_THE PROBLEM_:
Filter the data below for the string "messages" and copy each matching line.

++++++

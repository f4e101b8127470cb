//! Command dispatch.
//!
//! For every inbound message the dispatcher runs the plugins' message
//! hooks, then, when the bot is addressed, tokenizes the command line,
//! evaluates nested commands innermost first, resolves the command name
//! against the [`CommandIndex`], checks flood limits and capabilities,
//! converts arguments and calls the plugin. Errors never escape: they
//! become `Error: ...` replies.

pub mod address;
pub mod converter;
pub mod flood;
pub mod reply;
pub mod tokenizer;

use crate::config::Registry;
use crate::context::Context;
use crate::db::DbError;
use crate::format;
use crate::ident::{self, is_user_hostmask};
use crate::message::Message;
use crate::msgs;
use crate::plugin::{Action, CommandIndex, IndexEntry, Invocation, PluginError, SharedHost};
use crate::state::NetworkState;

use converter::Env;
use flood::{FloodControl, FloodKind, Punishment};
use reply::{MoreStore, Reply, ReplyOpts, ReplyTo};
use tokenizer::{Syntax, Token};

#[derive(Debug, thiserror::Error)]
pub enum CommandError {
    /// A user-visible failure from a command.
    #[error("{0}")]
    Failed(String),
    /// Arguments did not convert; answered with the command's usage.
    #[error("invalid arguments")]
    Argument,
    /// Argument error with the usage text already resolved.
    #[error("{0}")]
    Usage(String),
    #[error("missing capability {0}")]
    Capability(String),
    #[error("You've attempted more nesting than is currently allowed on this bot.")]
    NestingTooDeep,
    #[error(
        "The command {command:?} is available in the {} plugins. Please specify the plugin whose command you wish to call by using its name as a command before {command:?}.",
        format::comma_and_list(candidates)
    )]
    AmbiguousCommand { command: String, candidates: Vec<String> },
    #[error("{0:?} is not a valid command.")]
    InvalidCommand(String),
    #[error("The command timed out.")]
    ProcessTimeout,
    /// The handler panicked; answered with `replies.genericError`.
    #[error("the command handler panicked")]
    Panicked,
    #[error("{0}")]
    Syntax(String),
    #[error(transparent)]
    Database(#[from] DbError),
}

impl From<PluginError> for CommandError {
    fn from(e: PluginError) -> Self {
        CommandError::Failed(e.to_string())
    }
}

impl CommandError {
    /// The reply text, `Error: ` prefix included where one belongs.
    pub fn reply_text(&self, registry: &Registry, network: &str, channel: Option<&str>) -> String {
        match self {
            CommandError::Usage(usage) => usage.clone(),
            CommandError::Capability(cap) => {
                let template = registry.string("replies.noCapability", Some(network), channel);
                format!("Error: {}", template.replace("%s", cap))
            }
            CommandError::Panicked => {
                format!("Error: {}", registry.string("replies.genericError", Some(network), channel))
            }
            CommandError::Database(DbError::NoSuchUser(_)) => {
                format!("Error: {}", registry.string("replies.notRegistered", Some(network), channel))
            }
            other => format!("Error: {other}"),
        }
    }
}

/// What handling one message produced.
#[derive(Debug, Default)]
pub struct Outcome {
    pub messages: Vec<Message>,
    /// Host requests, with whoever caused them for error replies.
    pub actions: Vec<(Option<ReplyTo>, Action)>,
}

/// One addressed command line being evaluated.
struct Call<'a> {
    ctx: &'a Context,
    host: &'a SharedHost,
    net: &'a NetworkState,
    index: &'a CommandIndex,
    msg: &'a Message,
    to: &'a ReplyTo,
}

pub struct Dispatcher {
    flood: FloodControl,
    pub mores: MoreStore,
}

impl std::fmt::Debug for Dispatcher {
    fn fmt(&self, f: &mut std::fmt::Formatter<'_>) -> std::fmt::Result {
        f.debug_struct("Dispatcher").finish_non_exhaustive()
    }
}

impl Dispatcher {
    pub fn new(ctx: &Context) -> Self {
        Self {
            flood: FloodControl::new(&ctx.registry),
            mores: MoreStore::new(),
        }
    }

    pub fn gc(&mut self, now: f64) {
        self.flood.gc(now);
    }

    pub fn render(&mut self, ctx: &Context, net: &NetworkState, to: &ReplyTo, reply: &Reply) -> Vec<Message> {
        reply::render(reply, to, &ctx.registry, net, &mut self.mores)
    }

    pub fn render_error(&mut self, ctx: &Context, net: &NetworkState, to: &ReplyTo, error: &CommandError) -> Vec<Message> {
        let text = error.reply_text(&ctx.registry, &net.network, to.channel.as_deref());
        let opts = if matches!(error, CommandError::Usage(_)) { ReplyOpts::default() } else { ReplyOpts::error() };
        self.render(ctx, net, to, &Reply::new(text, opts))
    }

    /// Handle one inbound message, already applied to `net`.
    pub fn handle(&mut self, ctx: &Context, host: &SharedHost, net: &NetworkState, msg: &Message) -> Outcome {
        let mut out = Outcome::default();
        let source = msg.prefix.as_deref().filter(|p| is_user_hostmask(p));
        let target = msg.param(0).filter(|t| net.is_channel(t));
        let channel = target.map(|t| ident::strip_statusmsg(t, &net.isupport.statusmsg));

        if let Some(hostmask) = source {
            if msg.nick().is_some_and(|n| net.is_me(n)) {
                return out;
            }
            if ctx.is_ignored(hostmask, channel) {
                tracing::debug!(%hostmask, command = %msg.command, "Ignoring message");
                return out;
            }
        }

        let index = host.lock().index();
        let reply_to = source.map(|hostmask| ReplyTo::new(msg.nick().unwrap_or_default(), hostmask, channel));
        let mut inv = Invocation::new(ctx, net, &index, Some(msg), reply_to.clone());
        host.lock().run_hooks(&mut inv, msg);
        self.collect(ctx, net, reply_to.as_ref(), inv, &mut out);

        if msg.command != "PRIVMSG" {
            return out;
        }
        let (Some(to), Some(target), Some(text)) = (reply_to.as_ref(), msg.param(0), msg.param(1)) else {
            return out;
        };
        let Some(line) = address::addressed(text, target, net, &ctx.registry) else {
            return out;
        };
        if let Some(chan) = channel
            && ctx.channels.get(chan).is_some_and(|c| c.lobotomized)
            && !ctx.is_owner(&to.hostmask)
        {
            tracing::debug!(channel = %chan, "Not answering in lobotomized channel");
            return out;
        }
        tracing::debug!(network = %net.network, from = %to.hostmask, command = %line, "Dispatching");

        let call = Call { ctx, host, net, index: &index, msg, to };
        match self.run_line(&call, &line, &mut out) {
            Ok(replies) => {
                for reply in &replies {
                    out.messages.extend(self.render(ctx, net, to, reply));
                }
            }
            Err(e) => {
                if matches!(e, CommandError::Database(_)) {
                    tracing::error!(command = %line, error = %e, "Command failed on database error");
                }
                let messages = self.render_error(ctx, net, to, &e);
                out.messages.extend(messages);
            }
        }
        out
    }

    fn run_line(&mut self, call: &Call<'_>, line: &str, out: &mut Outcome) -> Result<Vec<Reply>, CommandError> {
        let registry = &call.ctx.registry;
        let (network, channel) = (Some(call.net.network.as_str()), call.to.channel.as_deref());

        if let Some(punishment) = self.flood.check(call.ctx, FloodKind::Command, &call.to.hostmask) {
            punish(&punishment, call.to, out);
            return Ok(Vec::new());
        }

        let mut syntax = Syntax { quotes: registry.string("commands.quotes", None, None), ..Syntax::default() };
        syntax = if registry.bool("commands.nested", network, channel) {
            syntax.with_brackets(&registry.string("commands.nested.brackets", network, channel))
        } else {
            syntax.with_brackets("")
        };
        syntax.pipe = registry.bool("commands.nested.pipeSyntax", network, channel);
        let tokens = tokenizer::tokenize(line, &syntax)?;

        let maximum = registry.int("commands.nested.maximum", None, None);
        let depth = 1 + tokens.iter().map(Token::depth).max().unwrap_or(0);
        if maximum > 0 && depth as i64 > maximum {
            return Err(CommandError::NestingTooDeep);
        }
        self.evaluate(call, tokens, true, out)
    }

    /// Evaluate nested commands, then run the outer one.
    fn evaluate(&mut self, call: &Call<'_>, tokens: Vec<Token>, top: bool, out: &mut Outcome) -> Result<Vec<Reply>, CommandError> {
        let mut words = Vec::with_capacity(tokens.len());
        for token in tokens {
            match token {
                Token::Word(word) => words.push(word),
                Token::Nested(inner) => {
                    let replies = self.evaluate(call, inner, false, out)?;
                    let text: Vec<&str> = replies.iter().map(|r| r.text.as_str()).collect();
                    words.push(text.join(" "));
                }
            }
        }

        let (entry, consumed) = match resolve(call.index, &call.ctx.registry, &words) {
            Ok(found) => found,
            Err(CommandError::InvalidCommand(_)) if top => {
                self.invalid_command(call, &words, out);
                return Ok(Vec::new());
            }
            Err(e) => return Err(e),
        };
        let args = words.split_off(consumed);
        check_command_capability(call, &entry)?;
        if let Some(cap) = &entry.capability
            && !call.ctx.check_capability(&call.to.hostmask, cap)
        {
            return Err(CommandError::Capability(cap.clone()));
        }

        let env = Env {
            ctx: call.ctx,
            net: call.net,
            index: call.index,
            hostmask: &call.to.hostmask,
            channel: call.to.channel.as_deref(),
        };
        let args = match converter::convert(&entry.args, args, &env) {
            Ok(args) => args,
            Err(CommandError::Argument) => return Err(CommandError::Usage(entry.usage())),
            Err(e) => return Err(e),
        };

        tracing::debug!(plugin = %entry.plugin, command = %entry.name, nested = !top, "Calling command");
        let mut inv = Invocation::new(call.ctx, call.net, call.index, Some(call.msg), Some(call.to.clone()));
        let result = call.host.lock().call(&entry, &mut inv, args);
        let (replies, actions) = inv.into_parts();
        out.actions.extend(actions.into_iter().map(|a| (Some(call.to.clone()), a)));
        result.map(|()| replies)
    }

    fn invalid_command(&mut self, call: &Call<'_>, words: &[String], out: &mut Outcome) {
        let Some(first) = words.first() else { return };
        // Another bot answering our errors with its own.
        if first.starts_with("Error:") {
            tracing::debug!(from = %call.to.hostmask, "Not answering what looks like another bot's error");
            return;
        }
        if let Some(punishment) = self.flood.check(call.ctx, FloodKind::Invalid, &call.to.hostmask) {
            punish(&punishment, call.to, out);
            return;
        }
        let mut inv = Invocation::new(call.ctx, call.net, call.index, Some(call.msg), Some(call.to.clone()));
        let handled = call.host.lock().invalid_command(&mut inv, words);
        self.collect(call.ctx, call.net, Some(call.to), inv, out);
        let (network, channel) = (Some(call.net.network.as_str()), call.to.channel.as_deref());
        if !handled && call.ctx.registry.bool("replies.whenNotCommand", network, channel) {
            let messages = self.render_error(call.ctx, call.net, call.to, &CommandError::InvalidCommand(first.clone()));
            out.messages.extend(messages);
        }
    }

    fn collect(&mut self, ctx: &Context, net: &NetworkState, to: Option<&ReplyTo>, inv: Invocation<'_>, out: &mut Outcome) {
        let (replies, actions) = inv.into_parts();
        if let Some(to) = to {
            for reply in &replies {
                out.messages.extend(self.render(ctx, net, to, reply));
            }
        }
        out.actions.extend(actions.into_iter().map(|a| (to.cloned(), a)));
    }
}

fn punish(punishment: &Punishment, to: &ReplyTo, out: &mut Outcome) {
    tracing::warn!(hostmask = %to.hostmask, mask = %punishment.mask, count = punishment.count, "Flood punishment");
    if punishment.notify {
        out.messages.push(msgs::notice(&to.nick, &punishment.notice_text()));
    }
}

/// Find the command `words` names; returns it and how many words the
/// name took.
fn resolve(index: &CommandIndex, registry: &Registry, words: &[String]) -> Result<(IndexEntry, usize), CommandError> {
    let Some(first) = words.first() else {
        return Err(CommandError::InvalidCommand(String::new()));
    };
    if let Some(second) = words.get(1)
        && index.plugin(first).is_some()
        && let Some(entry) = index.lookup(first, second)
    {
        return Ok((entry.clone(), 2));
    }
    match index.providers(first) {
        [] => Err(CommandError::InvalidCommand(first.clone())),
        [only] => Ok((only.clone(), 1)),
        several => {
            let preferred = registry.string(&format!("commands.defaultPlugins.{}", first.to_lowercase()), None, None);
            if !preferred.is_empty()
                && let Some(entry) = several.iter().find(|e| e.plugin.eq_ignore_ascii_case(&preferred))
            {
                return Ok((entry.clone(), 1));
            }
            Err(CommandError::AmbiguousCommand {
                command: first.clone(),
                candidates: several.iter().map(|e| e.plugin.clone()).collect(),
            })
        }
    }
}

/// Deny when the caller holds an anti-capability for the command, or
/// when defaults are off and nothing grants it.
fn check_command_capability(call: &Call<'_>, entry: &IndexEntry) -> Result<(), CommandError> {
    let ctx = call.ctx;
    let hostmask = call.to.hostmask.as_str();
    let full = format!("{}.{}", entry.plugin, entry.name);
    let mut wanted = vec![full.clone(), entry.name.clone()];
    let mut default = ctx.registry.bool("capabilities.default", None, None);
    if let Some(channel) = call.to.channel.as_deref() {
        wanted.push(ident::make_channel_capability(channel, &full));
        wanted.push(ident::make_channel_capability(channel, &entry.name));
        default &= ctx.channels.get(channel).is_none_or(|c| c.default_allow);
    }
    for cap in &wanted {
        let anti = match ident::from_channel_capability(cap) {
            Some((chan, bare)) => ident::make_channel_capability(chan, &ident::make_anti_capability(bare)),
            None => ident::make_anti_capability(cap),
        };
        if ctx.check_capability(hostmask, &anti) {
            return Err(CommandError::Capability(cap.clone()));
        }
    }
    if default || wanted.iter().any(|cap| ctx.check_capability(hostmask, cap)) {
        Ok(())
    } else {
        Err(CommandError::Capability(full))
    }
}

++++++

_WORKED SOLUTION_:
    pub messages: Vec<Message>,
                    out.messages.extend(self.render(ctx, net, to, reply));
                let messages = self.render_error(ctx, net, to, &e);
                out.messages.extend(messages);
            let messages = self.render_error(call.ctx, call.net, call.to, &CommandError::InvalidCommand(first.clone()));
            out.messages.extend(messages);
                out.messages.extend(self.render(ctx, net, to, reply));
        out.messages.push(msgs::notice(&to.nick, &punishment.notice_text()));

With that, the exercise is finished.